Great picture of SW & the 7Ds. One of the first pieces of sheet music I bought, when I started collecting, was the sheet music for "Some Day My Prince Will Come", with a very similar picture on the cover. I think you're right about the feather in Robin Hood's hat.
My weekend (since you asked) has so far been very different from what I thought it was going to be. I thought I was going to spend this afternoon seeing a new play by Austin Pendleton called "Orson's Shadow". The play sounds intriguing: it takes place in 1960, when Orson Welles was directing a production of Ionesco's play "Rhinoceros", which starred Laurence Olivier and Joan Plowright. Welles, Olivier, and Plowright are all characters in the play, as is Vivien Leigh, to whom Olivier was still married at the time. When I got to the theater, however, I found out that the performance had been cancelled because one of the actors was sick. (It's off-Broadway, so I guess they can't afford understudies.) The woman in the box office was very apologetic, and said they had tried to call ticketholders to tell them not to come, but they hadn't had time to reach everyone.
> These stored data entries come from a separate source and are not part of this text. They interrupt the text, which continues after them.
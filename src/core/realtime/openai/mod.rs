//! OpenAI Realtime API upstream.
//!
//! # Supported Voices
//!
//! alloy, ash, ballad, coral, echo, sage, shimmer, verse
//!
//! # Audio Format
//!
//! Input and output audio is PCM 16-bit signed little-endian at 24kHz.
//! G.711 u-law and a-law are also supported at 8kHz.

mod client;
mod config;
mod messages;

pub use client::{OpenAIRealtime, OpenAIRealtimeFactory};
pub use config::{
    G711_SAMPLE_RATE, Modality, OPENAI_REALTIME_SAMPLE_RATE, OPENAI_REALTIME_URL,
    OpenAIRealtimeAudioFormat, OpenAIRealtimeModel, OpenAIRealtimeVoice, resolve_model,
};
pub use messages::{ClientEvent, ServerEvent, translate_server_event};
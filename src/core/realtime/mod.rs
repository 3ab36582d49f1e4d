//! Upstream realtime dialogue services.
//!
//! - `RealtimeUpstream` abstracts one duplex upstream connection
//! - `UpstreamFactory` creates a fresh connection per relay session
//! - `EventStream` yields provider-neutral `RealtimeEvent`s
//!
//! The only provider today is the OpenAI Realtime API.

mod base;
pub mod openai;
mod stream;

pub use base::{
    AudioParams, BoxedUpstream, ConnectionState, Inbound, LIMIT_REACHED_CODE,
    LIMIT_REACHED_MESSAGE, RealtimeConfig, RealtimeError, RealtimeEvent, RealtimeResult,
    RealtimeUpstream, TranscriptRole, Translator, TurnDetectionConfig, UpstreamFactory,
};
pub use openai::{OpenAIRealtime, OpenAIRealtimeFactory};
pub use stream::{EventStream, FrameSource, InboundFrame, StreamItem};
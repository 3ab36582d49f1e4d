//! Shared application state.

use std::sync::Arc;

use crate::config::ServerConfig;
use crate::core::realtime::{OpenAIRealtimeFactory, UpstreamFactory};
use crate::core::session::SessionRegistry;
use crate::core::usage::UsageMeter;

/// State shared by every request handler.
pub struct AppState {
    pub config: ServerConfig,
    pub usage: Arc<UsageMeter>,
    pub sessions: SessionRegistry,
}

impl AppState {
    /// Build state that connects sessions to the configured OpenAI endpoint.
    pub fn new(config: ServerConfig) -> Arc<Self> {
        let factory = Arc::new(OpenAIRealtimeFactory::new(config.realtime_config()));
        Self::with_upstream_factory(config, factory)
    }

    /// Build state around a caller-supplied upstream factory.
    pub fn with_upstream_factory(
        config: ServerConfig,
        factory: Arc<dyn UpstreamFactory>,
    ) -> Arc<Self> {
        let usage = Arc::new(UsageMeter::new(config.quota_ms()));
        let sessions = SessionRegistry::new(factory, Arc::clone(&usage));
        Arc::new(Self {
            config,
            usage,
            sessions,
        })
    }
}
So I did some quick thinking and came up with Plan B for the afternoon, which was to go to the Metropolitan Museum and see an exhibition of Rubens drawings I've been meaning to see. It's a great show -- I think I probably like Rubens's drawings more than I like his paintings. Here are a couple of my favorites from the show. The first is a portrait of Rubens's first wife, who died at the age of 35. (Doesn't she look like someone you'd like to know?) The second is a portrait of Rubens's son Nicolaas. The thing around his neck is a coral necklace which, in the 17th century, was thought to protect children from disease.